▶ [The problem]:
A faithful copy of the whole listing is required.

### Extracted material ###

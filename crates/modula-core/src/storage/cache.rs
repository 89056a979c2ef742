//! Key-value cache with expiry, used to keep discovery results between runs.
//!
//! A `ttl` of [`Duration::ZERO`] stores the value without expiry.
use std::collections::HashMap;
use std::fmt::Debug;
use std::path::{Path, PathBuf};
use std::sync::{Arc, Mutex};
use std::time::{Duration, Instant, SystemTime, UNIX_EPOCH};

use serde::{Deserialize, Serialize};

use crate::kernel::error::Result;
use crate::storage::error::StorageSystemError;
use crate::storage::StorageProvider;

/// Key-value cache collaborator
pub trait CacheStore: Send + Sync + Debug {
    /// Get a live (non-expired) value
    fn get(&self, key: &str) -> Option<String>;

    /// Store a value for `ttl`
    fn put(&self, key: &str, value: &str, ttl: Duration) -> Result<()>;

    /// Drop a value; returns whether anything was stored under `key`
    fn forget(&self, key: &str) -> Result<bool>;

    /// Return the cached value or compute, store and return it
    fn remember(
        &self,
        key: &str,
        ttl: Duration,
        compute: &mut dyn FnMut() -> Result<String>,
    ) -> Result<String> {
        if let Some(value) = self.get(key) {
            return Ok(value);
        }
        let value = compute()?;
        self.put(key, &value, ttl)?;
        Ok(value)
    }
}

/// Process-local cache
#[derive(Debug, Default)]
pub struct MemoryCacheStore {
    entries: Mutex<HashMap<String, (String, Option<Instant>)>>,
}

impl MemoryCacheStore {
    pub fn new() -> Self {
        Self::default()
    }

    /// Shared handle, as the manager expects
    pub fn shared() -> Arc<dyn CacheStore> {
        Arc::new(Self::new())
    }

    fn lock(&self) -> std::sync::MutexGuard<'_, HashMap<String, (String, Option<Instant>)>> {
        // A poisoned map still holds valid entries
        self.entries.lock().unwrap_or_else(|poisoned| poisoned.into_inner())
    }
}

impl CacheStore for MemoryCacheStore {
    fn get(&self, key: &str) -> Option<String> {
        let mut entries = self.lock();
        match entries.get(key) {
            Some((_, Some(expires))) if *expires <= Instant::now() => {
                entries.remove(key);
                None
            }
            Some((value, _)) => Some(value.clone()),
            None => None,
        }
    }

    fn put(&self, key: &str, value: &str, ttl: Duration) -> Result<()> {
        // A ttl past the clock's range never expires
        let expires = if ttl.is_zero() { None } else { Instant::now().checked_add(ttl) };
        self.lock().insert(key.to_string(), (value.to_string(), expires));
        Ok(())
    }

    fn forget(&self, key: &str) -> Result<bool> {
        Ok(self.lock().remove(key).is_some())
    }
}

#[derive(Debug, Serialize, Deserialize)]
struct CachedFile {
    /// Seconds since the Unix epoch; `None` never expires
    expires_at: Option<u64>,
    value: String,
}

/// Cache persisted as one JSON file per key under `directory`
#[derive(Debug)]
pub struct FileCacheStore {
    provider: Arc<dyn StorageProvider>,
    directory: PathBuf,
}

impl FileCacheStore {
    pub fn new(provider: Arc<dyn StorageProvider>, directory: PathBuf) -> Self {
        Self { provider, directory }
    }

    pub fn directory(&self) -> &Path {
        &self.directory
    }

    fn entry_path(&self, key: &str) -> PathBuf {
        let file_name: String = key
            .chars()
            .map(|c| if c.is_ascii_alphanumeric() || c == '-' || c == '_' || c == '.' { c } else { '_' })
            .collect();
        self.directory.join(format!("{}.json", file_name))
    }

    fn now_secs() -> u64 {
        SystemTime::now()
            .duration_since(UNIX_EPOCH)
            .map(|d| d.as_secs())
            .unwrap_or(0)
    }
}

impl CacheStore for FileCacheStore {
    fn get(&self, key: &str) -> Option<String> {
        let path = self.entry_path(key);
        if !self.provider.is_file(&path) {
            return None;
        }
        let raw = match self.provider.read_to_string(&path) {
            Ok(raw) => raw,
            Err(e) => {
                log::warn!("Failed to read cache entry '{}': {}", key, e);
                return None;
            }
        };
        let cached: CachedFile = match serde_json::from_str(&raw) {
            Ok(cached) => cached,
            Err(e) => {
                log::warn!("Discarding unreadable cache entry '{}': {}", key, e);
                return None;
            }
        };
        match cached.expires_at {
            Some(expires) if expires <= Self::now_secs() => {
                log::debug!("Cache entry '{}' expired", key);
                None
            }
            _ => Some(cached.value),
        }
    }

    fn put(&self, key: &str, value: &str, ttl: Duration) -> Result<()> {
        let cached = CachedFile {
            expires_at: if ttl.is_zero() {
                None
            } else {
                Self::now_secs().checked_add(ttl.as_secs().max(1))
            },
            value: value.to_string(),
        };
        let encoded = serde_json::to_string(&cached)
            .map_err(|e| StorageSystemError::serialization("json", e))?;
        self.provider.write_string(&self.entry_path(key), &encoded)
    }

    fn forget(&self, key: &str) -> Result<bool> {
        let path = self.entry_path(key);
        if !self.provider.exists(&path) {
            return Ok(false);
        }
        self.provider.remove_file(&path)?;
        Ok(true)
    }
}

###

▶ [Answer]:
filename crates/modula-core/src/storage/cache.rs
repository 89056a979c2ef742
//! Key-value cache with expiry, used to keep discovery results between runs.
//!
//! A `ttl` of [`Duration::ZERO`] stores the value without expiry.
use std::collections::HashMap;
use std::fmt::Debug;
use std::path::{Path, PathBuf};
use std::sync::{Arc, Mutex};
use std::time::{Duration, Instant, SystemTime, UNIX_EPOCH};

use serde::{Deserialize, Serialize};

use crate::kernel::error::Result;
use crate::storage::error::StorageSystemError;
use crate::storage::StorageProvider;

/// Key-value cache collaborator
pub trait CacheStore: Send + Sync + Debug {
    /// Get a live (non-expired) value
    fn get(&self, key: &str) -> Option<String>;

    /// Store a value for `ttl`
    fn put(&self, key: &str, value: &str, ttl: Duration) -> Result<()>;

    /// Drop a value; returns whether anything was stored under `key`
    fn forget(&self, key: &str) -> Result<bool>;

    /// Return the cached value or compute, store and return it
    fn remember(
        &self,
        key: &str,
        ttl: Duration,
        compute: &mut dyn FnMut() -> Result<String>,
    ) -> Result<String> {
        if let Some(value) = self.get(key) {
            return Ok(value);
        }
        let value = compute()?;
        self.put(key, &value, ttl)?;
        Ok(value)
    }
}

/// Process-local cache
#[derive(Debug, Default)]
pub struct MemoryCacheStore {
    entries: Mutex<HashMap<String, (String, Option<Instant>)>>,
}

impl MemoryCacheStore {
    pub fn new() -> Self {
        Self::default()
    }

    /// Shared handle, as the manager expects
    pub fn shared() -> Arc<dyn CacheStore> {
        Arc::new(Self::new())
    }

    fn lock(&self) -> std::sync::MutexGuard<'_, HashMap<String, (String, Option<Instant>)>> {
        // A poisoned map still holds valid entries
        self.entries.lock().unwrap_or_else(|poisoned| poisoned.into_inner())
    }
}

impl CacheStore for MemoryCacheStore {
    fn get(&self, key: &str) -> Option<String> {
        let mut entries = self.lock();
        match entries.get(key) {
            Some((_, Some(expires))) if *expires <= Instant::now() => {
                entries.remove(key);
                None
            }
            Some((value, _)) => Some(value.clone()),
            None => None,
        }
    }

    fn put(&self, key: &str, value: &str, ttl: Duration) -> Result<()> {
        // A ttl past the clock's range never expires
        let expires = if ttl.is_zero() { None } else { Instant::now().checked_add(ttl) };
        self.lock().insert(key.to_string(), (value.to_string(), expires));
        Ok(())
    }

    fn forget(&self, key: &str) -> Result<bool> {
        Ok(self.lock().remove(key).is_some())
    }
}

#[derive(Debug, Serialize, Deserialize)]
struct CachedFile {
    /// Seconds since the Unix epoch; `None` never expires
    expires_at: Option<u64>,
    value: String,
}

/// Cache persisted as one JSON file per key under `directory`
#[derive(Debug)]
pub struct FileCacheStore {
    provider: Arc<dyn StorageProvider>,
    directory: PathBuf,
}

impl FileCacheStore {
    pub fn new(provider: Arc<dyn StorageProvider>, directory: PathBuf) -> Self {
        Self { provider, directory }
    }

    pub fn directory(&self) -> &Path {
        &self.directory
    }

    fn entry_path(&self, key: &str) -> PathBuf {
        let file_name: String = key
            .chars()
            .map(|c| if c.is_ascii_alphanumeric() || c == '-' || c == '_' || c == '.' { c } else { '_' })
            .collect();
        self.directory.join(format!("{}.json", file_name))
    }

    fn now_secs() -> u64 {
        SystemTime::now()
            .duration_since(UNIX_EPOCH)
            .map(|d| d.as_secs())
            .unwrap_or(0)
    }
}

impl CacheStore for FileCacheStore {
    fn get(&self, key: &str) -> Option<String> {
        let path = self.entry_path(key);
        if !self.provider.is_file(&path) {
            return None;
        }
        let raw = match self.provider.read_to_string(&path) {
            Ok(raw) => raw,
            Err(e) => {
                log::warn!("Failed to read cache entry '{}': {}", key, e);
                return None;
            }
        };
        let cached: CachedFile = match serde_json::from_str(&raw) {
            Ok(cached) => cached,
            Err(e) => {
                log::warn!("Discarding unreadable cache entry '{}': {}", key, e);
                return None;
            }
        };
        match cached.expires_at {
            Some(expires) if expires <= Self::now_secs() => {
                log::debug!("Cache entry '{}' expired", key);
                None
            }
            _ => Some(cached.value),
        }
    }

    fn put(&self, key: &str, value: &str, ttl: Duration) -> Result<()> {
        let cached = CachedFile {
            expires_at: if ttl.is_zero() {
                None
            } else {
                Self::now_secs().checked_add(ttl.as_secs().max(1))
            },
            value: value.to_string(),
        };
        let encoded = serde_json::to_string(&cached)
            .map_err(|e| StorageSystemError::serialization("json", e))?;
        self.provider.write_string(&self.entry_path(key), &encoded)
    }

    fn forget(&self, key: &str) -> Result<bool> {
        let path = self.entry_path(key);
        if !self.provider.exists(&path) {
            return Ok(false);
        }
        self.provider.remove_file(&path)?;
        Ok(true)
    }
}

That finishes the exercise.